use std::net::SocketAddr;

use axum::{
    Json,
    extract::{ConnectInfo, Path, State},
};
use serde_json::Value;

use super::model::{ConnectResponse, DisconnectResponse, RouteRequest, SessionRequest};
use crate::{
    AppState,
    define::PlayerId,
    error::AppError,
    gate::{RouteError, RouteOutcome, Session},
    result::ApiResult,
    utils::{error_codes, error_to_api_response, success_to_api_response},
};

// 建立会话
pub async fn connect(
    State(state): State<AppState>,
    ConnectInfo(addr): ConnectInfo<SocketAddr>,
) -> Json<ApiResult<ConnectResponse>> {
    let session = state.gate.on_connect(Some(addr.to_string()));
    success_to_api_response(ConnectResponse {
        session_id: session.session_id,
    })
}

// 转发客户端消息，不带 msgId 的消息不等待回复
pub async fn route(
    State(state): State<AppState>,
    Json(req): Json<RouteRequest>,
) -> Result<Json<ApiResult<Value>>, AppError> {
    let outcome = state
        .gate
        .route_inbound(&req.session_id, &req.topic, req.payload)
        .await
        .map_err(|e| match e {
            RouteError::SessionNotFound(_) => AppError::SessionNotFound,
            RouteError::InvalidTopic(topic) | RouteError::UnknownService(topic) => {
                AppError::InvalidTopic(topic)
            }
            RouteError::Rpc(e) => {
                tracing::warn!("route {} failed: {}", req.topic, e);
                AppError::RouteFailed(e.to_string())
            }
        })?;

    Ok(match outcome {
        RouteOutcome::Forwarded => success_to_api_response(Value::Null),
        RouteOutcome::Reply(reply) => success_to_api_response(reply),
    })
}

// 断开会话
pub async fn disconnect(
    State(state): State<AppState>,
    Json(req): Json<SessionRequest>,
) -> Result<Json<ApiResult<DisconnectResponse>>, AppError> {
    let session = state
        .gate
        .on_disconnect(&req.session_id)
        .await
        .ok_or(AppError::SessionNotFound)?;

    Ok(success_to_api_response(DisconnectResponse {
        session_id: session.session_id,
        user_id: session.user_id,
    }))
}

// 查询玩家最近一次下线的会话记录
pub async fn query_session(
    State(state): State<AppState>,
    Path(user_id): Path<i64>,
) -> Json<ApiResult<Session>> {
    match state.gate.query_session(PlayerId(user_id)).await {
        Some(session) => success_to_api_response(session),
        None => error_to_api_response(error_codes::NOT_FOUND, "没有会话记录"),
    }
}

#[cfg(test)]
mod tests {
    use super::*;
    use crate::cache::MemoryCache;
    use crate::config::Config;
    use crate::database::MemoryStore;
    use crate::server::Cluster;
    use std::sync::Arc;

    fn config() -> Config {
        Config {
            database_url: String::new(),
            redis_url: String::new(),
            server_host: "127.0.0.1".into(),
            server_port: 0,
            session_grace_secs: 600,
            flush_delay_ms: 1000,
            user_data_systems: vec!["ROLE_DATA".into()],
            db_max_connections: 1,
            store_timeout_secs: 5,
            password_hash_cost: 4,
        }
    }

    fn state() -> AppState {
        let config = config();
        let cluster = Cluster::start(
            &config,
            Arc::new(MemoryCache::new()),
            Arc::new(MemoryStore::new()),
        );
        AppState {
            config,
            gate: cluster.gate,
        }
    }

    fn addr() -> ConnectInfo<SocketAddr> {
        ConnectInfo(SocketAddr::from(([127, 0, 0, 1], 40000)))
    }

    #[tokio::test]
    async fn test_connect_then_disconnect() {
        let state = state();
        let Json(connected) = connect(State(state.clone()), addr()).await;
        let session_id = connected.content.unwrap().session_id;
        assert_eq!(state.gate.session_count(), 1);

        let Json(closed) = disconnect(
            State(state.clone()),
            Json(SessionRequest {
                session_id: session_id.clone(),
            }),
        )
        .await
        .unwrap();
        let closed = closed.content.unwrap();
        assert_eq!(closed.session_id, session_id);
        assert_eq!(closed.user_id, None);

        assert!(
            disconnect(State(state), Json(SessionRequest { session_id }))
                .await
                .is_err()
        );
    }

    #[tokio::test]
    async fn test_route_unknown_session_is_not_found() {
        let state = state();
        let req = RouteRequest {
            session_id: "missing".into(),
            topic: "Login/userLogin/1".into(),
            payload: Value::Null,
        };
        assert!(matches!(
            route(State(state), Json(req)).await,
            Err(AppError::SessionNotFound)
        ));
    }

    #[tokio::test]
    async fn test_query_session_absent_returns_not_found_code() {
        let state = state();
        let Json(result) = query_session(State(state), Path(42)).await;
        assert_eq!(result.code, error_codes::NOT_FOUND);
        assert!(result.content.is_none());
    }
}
- - - - -
* **WORK TO COMPLETE**
Using the listing above, work out how many lines contain the string "clone" and return only that number.

* **WRITTEN RESPONSE**
3